#### EXERCISE INPUT
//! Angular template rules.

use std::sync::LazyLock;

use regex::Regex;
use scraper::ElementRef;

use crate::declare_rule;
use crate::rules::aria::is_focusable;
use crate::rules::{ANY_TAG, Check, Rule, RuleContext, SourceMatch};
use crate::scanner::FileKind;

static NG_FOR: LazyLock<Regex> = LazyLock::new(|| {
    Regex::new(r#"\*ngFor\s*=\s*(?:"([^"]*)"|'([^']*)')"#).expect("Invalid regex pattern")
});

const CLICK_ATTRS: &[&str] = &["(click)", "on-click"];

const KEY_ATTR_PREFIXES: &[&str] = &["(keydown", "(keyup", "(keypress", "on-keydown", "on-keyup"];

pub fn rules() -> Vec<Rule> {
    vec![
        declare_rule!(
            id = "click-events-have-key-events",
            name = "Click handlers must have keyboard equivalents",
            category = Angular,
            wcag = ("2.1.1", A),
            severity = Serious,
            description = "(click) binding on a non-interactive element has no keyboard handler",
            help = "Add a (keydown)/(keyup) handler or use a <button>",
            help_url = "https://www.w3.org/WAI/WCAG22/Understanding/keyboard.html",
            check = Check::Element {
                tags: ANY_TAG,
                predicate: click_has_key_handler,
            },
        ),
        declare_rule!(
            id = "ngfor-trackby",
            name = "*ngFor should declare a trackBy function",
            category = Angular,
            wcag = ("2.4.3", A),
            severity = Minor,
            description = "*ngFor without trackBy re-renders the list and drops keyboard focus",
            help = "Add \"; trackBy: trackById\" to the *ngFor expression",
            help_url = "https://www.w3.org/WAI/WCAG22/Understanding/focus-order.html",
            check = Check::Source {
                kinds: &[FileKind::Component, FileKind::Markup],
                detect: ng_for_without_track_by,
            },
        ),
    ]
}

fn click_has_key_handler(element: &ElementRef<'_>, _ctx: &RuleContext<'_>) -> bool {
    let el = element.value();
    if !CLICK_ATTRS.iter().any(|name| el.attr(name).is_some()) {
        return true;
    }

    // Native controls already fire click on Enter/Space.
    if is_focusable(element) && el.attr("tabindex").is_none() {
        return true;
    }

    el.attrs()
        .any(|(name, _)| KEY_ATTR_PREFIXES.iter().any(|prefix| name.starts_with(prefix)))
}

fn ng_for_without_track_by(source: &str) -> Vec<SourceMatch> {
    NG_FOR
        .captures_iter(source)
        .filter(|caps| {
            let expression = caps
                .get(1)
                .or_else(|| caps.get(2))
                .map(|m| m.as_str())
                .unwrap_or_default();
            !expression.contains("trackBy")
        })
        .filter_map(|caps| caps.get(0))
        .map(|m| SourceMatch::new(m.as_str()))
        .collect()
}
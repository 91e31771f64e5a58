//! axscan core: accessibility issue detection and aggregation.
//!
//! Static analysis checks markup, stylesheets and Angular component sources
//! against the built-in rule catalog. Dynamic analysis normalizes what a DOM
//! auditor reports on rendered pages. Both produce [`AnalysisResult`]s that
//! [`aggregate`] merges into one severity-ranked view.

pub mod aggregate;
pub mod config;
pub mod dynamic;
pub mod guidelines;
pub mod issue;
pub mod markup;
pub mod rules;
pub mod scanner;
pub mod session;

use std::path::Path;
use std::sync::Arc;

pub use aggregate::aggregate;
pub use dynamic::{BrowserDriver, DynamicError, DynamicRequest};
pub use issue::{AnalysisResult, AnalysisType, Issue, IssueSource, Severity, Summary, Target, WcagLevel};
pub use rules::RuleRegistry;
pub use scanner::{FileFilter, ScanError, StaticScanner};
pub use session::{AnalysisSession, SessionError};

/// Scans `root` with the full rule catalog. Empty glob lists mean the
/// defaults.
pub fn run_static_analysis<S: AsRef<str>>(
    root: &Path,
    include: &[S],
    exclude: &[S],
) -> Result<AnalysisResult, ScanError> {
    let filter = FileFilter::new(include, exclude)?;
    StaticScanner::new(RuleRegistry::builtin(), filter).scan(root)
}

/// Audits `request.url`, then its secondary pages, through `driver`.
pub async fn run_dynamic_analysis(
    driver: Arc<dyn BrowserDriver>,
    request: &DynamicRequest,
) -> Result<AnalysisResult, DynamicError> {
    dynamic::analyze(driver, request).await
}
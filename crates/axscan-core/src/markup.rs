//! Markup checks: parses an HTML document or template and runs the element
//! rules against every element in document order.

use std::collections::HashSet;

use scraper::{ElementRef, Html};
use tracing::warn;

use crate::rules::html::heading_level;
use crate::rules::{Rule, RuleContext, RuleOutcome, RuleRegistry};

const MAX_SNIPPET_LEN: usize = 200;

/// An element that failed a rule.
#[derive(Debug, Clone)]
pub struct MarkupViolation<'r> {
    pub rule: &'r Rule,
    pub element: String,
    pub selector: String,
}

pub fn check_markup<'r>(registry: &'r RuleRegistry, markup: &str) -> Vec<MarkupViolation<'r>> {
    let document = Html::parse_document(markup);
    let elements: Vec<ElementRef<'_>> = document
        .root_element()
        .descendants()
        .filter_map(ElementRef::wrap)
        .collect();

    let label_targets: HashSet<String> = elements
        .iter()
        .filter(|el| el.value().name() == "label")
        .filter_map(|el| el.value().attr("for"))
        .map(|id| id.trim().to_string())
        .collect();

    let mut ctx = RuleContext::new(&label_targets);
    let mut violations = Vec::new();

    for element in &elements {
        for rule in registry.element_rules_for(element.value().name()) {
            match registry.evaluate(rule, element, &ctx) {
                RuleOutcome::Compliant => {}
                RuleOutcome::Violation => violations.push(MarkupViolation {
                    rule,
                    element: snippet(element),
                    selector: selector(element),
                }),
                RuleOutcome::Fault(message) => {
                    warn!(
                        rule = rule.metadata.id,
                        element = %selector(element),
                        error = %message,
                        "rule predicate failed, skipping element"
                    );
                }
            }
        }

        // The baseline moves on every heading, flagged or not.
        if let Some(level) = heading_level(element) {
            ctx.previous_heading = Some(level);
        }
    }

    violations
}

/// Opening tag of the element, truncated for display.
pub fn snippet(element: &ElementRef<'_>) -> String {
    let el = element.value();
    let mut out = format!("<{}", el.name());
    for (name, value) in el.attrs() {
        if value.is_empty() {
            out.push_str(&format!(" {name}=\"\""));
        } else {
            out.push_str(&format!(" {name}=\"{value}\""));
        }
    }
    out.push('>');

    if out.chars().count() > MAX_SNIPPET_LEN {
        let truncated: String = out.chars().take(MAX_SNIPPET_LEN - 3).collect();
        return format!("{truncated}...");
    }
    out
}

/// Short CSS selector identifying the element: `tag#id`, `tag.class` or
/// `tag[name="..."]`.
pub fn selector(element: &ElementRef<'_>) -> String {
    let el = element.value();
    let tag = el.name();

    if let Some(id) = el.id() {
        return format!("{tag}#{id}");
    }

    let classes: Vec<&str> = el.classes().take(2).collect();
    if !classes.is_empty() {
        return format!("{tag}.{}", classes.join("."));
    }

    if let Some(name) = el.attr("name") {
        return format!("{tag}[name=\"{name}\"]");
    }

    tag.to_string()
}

#### TASK GOAL
Please retype the entries above in full, exactly as they stand.

#### COMPLETED EXERCISE
//! Angular template rules.

use std::sync::LazyLock;

use regex::Regex;
use scraper::ElementRef;

use crate::declare_rule;
use crate::rules::aria::is_focusable;
use crate::rules::{ANY_TAG, Check, Rule, RuleContext, SourceMatch};
use crate::scanner::FileKind;

static NG_FOR: LazyLock<Regex> = LazyLock::new(|| {
    Regex::new(r#"\*ngFor\s*=\s*(?:"([^"]*)"|'([^']*)')"#).expect("Invalid regex pattern")
});

const CLICK_ATTRS: &[&str] = &["(click)", "on-click"];

const KEY_ATTR_PREFIXES: &[&str] = &["(keydown", "(keyup", "(keypress", "on-keydown", "on-keyup"];

pub fn rules() -> Vec<Rule> {
    vec![
        declare_rule!(
            id = "click-events-have-key-events",
            name = "Click handlers must have keyboard equivalents",
            category = Angular,
            wcag = ("2.1.1", A),
            severity = Serious,
            description = "(click) binding on a non-interactive element has no keyboard handler",
            help = "Add a (keydown)/(keyup) handler or use a <button>",
            help_url = "https://www.w3.org/WAI/WCAG22/Understanding/keyboard.html",
            check = Check::Element {
                tags: ANY_TAG,
                predicate: click_has_key_handler,
            },
        ),
        declare_rule!(
            id = "ngfor-trackby",
            name = "*ngFor should declare a trackBy function",
            category = Angular,
            wcag = ("2.4.3", A),
            severity = Minor,
            description = "*ngFor without trackBy re-renders the list and drops keyboard focus",
            help = "Add \"; trackBy: trackById\" to the *ngFor expression",
            help_url = "https://www.w3.org/WAI/WCAG22/Understanding/focus-order.html",
            check = Check::Source {
                kinds: &[FileKind::Component, FileKind::Markup],
                detect: ng_for_without_track_by,
            },
        ),
    ]
}

fn click_has_key_handler(element: &ElementRef<'_>, _ctx: &RuleContext<'_>) -> bool {
    let el = element.value();
    if !CLICK_ATTRS.iter().any(|name| el.attr(name).is_some()) {
        return true;
    }

    // Native controls already fire click on Enter/Space.
    if is_focusable(element) && el.attr("tabindex").is_none() {
        return true;
    }

    el.attrs()
        .any(|(name, _)| KEY_ATTR_PREFIXES.iter().any(|prefix| name.starts_with(prefix)))
}

fn ng_for_without_track_by(source: &str) -> Vec<SourceMatch> {
    NG_FOR
        .captures_iter(source)
        .filter(|caps| {
            let expression = caps
                .get(1)
                .or_else(|| caps.get(2))
                .map(|m| m.as_str())
                .unwrap_or_default();
            !expression.contains("trackBy")
        })
        .filter_map(|caps| caps.get(0))
        .map(|m| SourceMatch::new(m.as_str()))
        .collect()
}
repository 91e31771f64e5a58
//! axscan core: accessibility issue detection and aggregation.
//!
//! Static analysis checks markup, stylesheets and Angular component sources
//! against the built-in rule catalog. Dynamic analysis normalizes what a DOM
//! auditor reports on rendered pages. Both produce [`AnalysisResult`]s that
//! [`aggregate`] merges into one severity-ranked view.

pub mod aggregate;
pub mod config;
pub mod dynamic;
pub mod guidelines;
pub mod issue;
pub mod markup;
pub mod rules;
pub mod scanner;
pub mod session;

use std::path::Path;
use std::sync::Arc;

pub use aggregate::aggregate;
pub use dynamic::{BrowserDriver, DynamicError, DynamicRequest};
pub use issue::{AnalysisResult, AnalysisType, Issue, IssueSource, Severity, Summary, Target, WcagLevel};
pub use rules::RuleRegistry;
pub use scanner::{FileFilter, ScanError, StaticScanner};
pub use session::{AnalysisSession, SessionError};

/// Scans `root` with the full rule catalog. Empty glob lists mean the
/// defaults.
pub fn run_static_analysis<S: AsRef<str>>(
    root: &Path,
    include: &[S],
    exclude: &[S],
) -> Result<AnalysisResult, ScanError> {
    let filter = FileFilter::new(include, exclude)?;
    StaticScanner::new(RuleRegistry::builtin(), filter).scan(root)
}

/// Audits `request.url`, then its secondary pages, through `driver`.
pub async fn run_dynamic_analysis(
    driver: Arc<dyn BrowserDriver>,
    request: &DynamicRequest,
) -> Result<AnalysisResult, DynamicError> {
    dynamic::analyze(driver, request).await
}
filename crates/axscan-core/src/markup.rs
//! Markup checks: parses an HTML document or template and runs the element
//! rules against every element in document order.

use std::collections::HashSet;

use scraper::{ElementRef, Html};
use tracing::warn;

use crate::rules::html::heading_level;
use crate::rules::{Rule, RuleContext, RuleOutcome, RuleRegistry};

const MAX_SNIPPET_LEN: usize = 200;

/// An element that failed a rule.
#[derive(Debug, Clone)]
pub struct MarkupViolation<'r> {
    pub rule: &'r Rule,
    pub element: String,
    pub selector: String,
}

pub fn check_markup<'r>(registry: &'r RuleRegistry, markup: &str) -> Vec<MarkupViolation<'r>> {
    let document = Html::parse_document(markup);
    let elements: Vec<ElementRef<'_>> = document
        .root_element()
        .descendants()
        .filter_map(ElementRef::wrap)
        .collect();

    let label_targets: HashSet<String> = elements
        .iter()
        .filter(|el| el.value().name() == "label")
        .filter_map(|el| el.value().attr("for"))
        .map(|id| id.trim().to_string())
        .collect();

    let mut ctx = RuleContext::new(&label_targets);
    let mut violations = Vec::new();

    for element in &elements {
        for rule in registry.element_rules_for(element.value().name()) {
            match registry.evaluate(rule, element, &ctx) {
                RuleOutcome::Compliant => {}
                RuleOutcome::Violation => violations.push(MarkupViolation {
                    rule,
                    element: snippet(element),
                    selector: selector(element),
                }),
                RuleOutcome::Fault(message) => {
                    warn!(
                        rule = rule.metadata.id,
                        element = %selector(element),
                        error = %message,
                        "rule predicate failed, skipping element"
                    );
                }
            }
        }

        // The baseline moves on every heading, flagged or not.
        if let Some(level) = heading_level(element) {
            ctx.previous_heading = Some(level);
        }
    }

    violations
}

/// Opening tag of the element, truncated for display.
pub fn snippet(element: &ElementRef<'_>) -> String {
    let el = element.value();
    let mut out = format!("<{}", el.name());
    for (name, value) in el.attrs() {
        if value.is_empty() {
            out.push_str(&format!(" {name}=\"\""));
        } else {
            out.push_str(&format!(" {name}=\"{value}\""));
        }
    }
    out.push('>');

    if out.chars().count() > MAX_SNIPPET_LEN {
        let truncated: String = out.chars().take(MAX_SNIPPET_LEN - 3).collect();
        return format!("{truncated}...");
    }
    out
}

/// Short CSS selector identifying the element: `tag#id`, `tag.class` or
/// `tag[name="..."]`.
pub fn selector(element: &ElementRef<'_>) -> String {
    let el = element.value();
    let tag = el.name();

    if let Some(id) = el.id() {
        return format!("{tag}#{id}");
    }

    let classes: Vec<&str> = el.classes().take(2).collect();
    if !classes.is_empty() {
        return format!("{tag}.{}", classes.join("."));
    }

    if let Some(name) = el.attr("name") {
        return format!("{tag}[name=\"{name}\"]");
    }

    tag.to_string()
}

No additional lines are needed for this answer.